The U.S. #addiction and #overdose crisis represents a perfect storm of underlying vulnerabilities combined with exposure to highly addictive and lethal substances. And both these factors were driven by breakdowns in our economic, social, and political systems.
3. We know a lot about individual risk factors for #addiction, & seem to understand that #addiction is an outcome of #lifecourse experiences. But places also have life courses, & contexts of many places have changed over the past 4 decades. Drug overdose rates vary across U.S.
Yet, most of our interventions target individual behaviors rather than broader social, economic, and political contexts.
Most efforts focus on increasing access to treatment & Narcan. To be sure, these efforts save lives, but they're tourniquets. They don’t prevent addiction. It is inefficient & inhumane to continue relying on tourniquets to solve our problem. We can't Narcan our way out of this!
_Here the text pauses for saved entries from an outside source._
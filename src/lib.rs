//! countercmp - statistical comparison of performance counter runs
//!
//! Loads two counter CSV files, differences consecutive samples, and runs an
//! independent two-sample t-test on every column the files share.

pub mod config;
pub mod error;
pub mod loader;
pub mod model;
pub mod output;
pub mod stats;

pub use config::Config;
pub use error::{LoadError, OutputError};
pub use model::Table;
pub use stats::{compare_tables, ComparisonResult, Significance};
//! Column metadata

use serde::{Deserialize, Serialize};

/// Column metadata
#[derive(Debug, Clone, PartialEq, Eq, Serialize, Deserialize)]
pub struct Column {
    /// Column name (from header, made unique)
    pub name: String,
    /// Column index (0-based position)
    pub index: usize,
}

impl Column {
    /// Create a new column with name and index
    pub fn new(name: impl Into<String>, index: usize) -> Self {
        Self {
            name: name.into(),
            index,
        }
    }
}

/// Make header names unique by suffixing repeats with `.1`, `.2`, ...
pub fn dedupe_names<I, S>(names: I) -> Vec<String>
where
    I: IntoIterator<Item = S>,
    S: AsRef<str>,
{
    let mut seen: rustc_hash::FxHashMap<String, usize> = Default::default();
    let mut out: Vec<String> = Vec::new();

    for name in names {
        let name = name.as_ref();
        let mut candidate = name.to_string();
        let mut count = seen.get(name).copied().unwrap_or(0);
        while seen.contains_key(&candidate) {
            count += 1;
            candidate = format!("{}.{}", name, count);
        }
        seen.insert(name.to_string(), count);
        seen.entry(candidate.clone()).or_insert(0);
        out.push(candidate);
    }

    out
}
I suspect that the main reason we default to individual-level #downstream interventions is because they are much easier to implement, and they can be accomplished more quickly than focusing #upstream.
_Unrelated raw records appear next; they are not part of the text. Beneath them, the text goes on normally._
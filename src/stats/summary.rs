//! Per-column mean and standard error of the mean

use indexmap::IndexMap;
use serde::Serialize;

use crate::model::Table;

/// Statistics of one column of a differenced table
#[derive(Debug, Clone, Copy, PartialEq, Serialize)]
pub struct ColumnStats {
    pub mean: f64,
    pub standard_error: f64,
    pub sample_count: usize,
}

/// Column statistics in header order, plus the row count they were computed over
#[derive(Debug, Clone, Default, Serialize)]
pub struct ColumnSummary {
    pub columns: IndexMap<String, ColumnStats>,
    pub sample_count: usize,
}

impl ColumnSummary {
    pub fn get(&self, column: &str) -> Option<&ColumnStats> {
        self.columns.get(column)
    }
}

/// Arithmetic mean; NaN for an empty slice
pub fn mean(values: &[f64]) -> f64 {
    if values.is_empty() {
        return f64::NAN;
    }
    values.iter().sum::<f64>() / values.len() as f64
}

/// Sample standard deviation (n - 1 denominator) over sqrt(n); NaN when n <= 1
pub fn standard_error(values: &[f64]) -> f64 {
    let n = values.len();
    if n <= 1 {
        return f64::NAN;
    }
    let m = mean(values);
    let sum_sq: f64 = values.iter().map(|v| (v - m) * (v - m)).sum();
    let variance = sum_sq / (n - 1) as f64;
    variance.sqrt() / (n as f64).sqrt()
}

/// Summarize every column of a differenced table
pub fn summarize(table: &Table) -> ColumnSummary {
    let columns = table
        .columns
        .iter()
        .map(|column| {
            let values: Vec<f64> = table.column_values(column.index).collect();
            let stats = ColumnStats {
                mean: mean(&values),
                standard_error: standard_error(&values),
                sample_count: values.len(),
            };
            (column.name.clone(), stats)
        })
        .collect();

    ColumnSummary {
        columns,
        sample_count: table.row_count(),
    }
}

#[cfg(test)]
mod tests {
    use super::*;

    fn close(a: f64, b: f64) -> bool {
        (a - b).abs() < 1e-12
    }

    #[test]
    fn test_mean_and_standard_error() {
        let values = [1.0, 2.0, 3.0];
        assert_eq!(mean(&values), 2.0);
        assert!(close(standard_error(&values), 1.0 / 3f64.sqrt()));
    }

    #[test]
    fn test_constant_series_has_zero_error() {
        assert_eq!(standard_error(&[2.0, 2.0]), 0.0);
    }

    #[test]
    fn test_degenerate_inputs_are_nan() {
        assert!(mean(&[]).is_nan());
        assert!(standard_error(&[]).is_nan());
        assert!(standard_error(&[5.0]).is_nan());
        assert_eq!(mean(&[5.0]), 5.0);
    }

    #[test]
    fn test_summarize_keeps_column_order() {
        let table = Table::from_rows(
            ["time", "b", "a"],
            vec![vec![1.0, 13.0, 13.0], vec![1.0, 5.0, 7.0]],
        );
        let summary = summarize(&table);
        assert_eq!(summary.sample_count, 2);
        assert_eq!(
            summary.columns.keys().map(String::as_str).collect::<Vec<_>>(),
            ["time", "b", "a"]
        );
        let b = summary.get("b").unwrap();
        assert_eq!(b.mean, 9.0);
        assert!(close(b.standard_error, 4.0));
        assert_eq!(summary.get("time").unwrap().standard_error, 0.0);
    }

    #[test]
    fn test_summarize_empty_table() {
        let table = Table::from_rows(["time", "a"], Vec::new());
        let summary = summarize(&table);
        assert_eq!(summary.sample_count, 0);
        assert_eq!(summary.columns.len(), 2);
        let a = summary.get("a").unwrap();
        assert!(a.mean.is_nan());
        assert!(a.standard_error.is_nan());
    }
}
But another big reason is because it’s difficult to do causal research on upstream drivers – especially the causes of the causes of the causes.
4. Yet, we can learn a lot from #descriptive research. So I’m asking that we do not lose the forest for the trees by always treating #causal research as the holy grail.
We can’t randomize 40 years of economic restructuring. And yet there is suggestive evidence that these long-term processes really matter when it comes to drug overdose trends.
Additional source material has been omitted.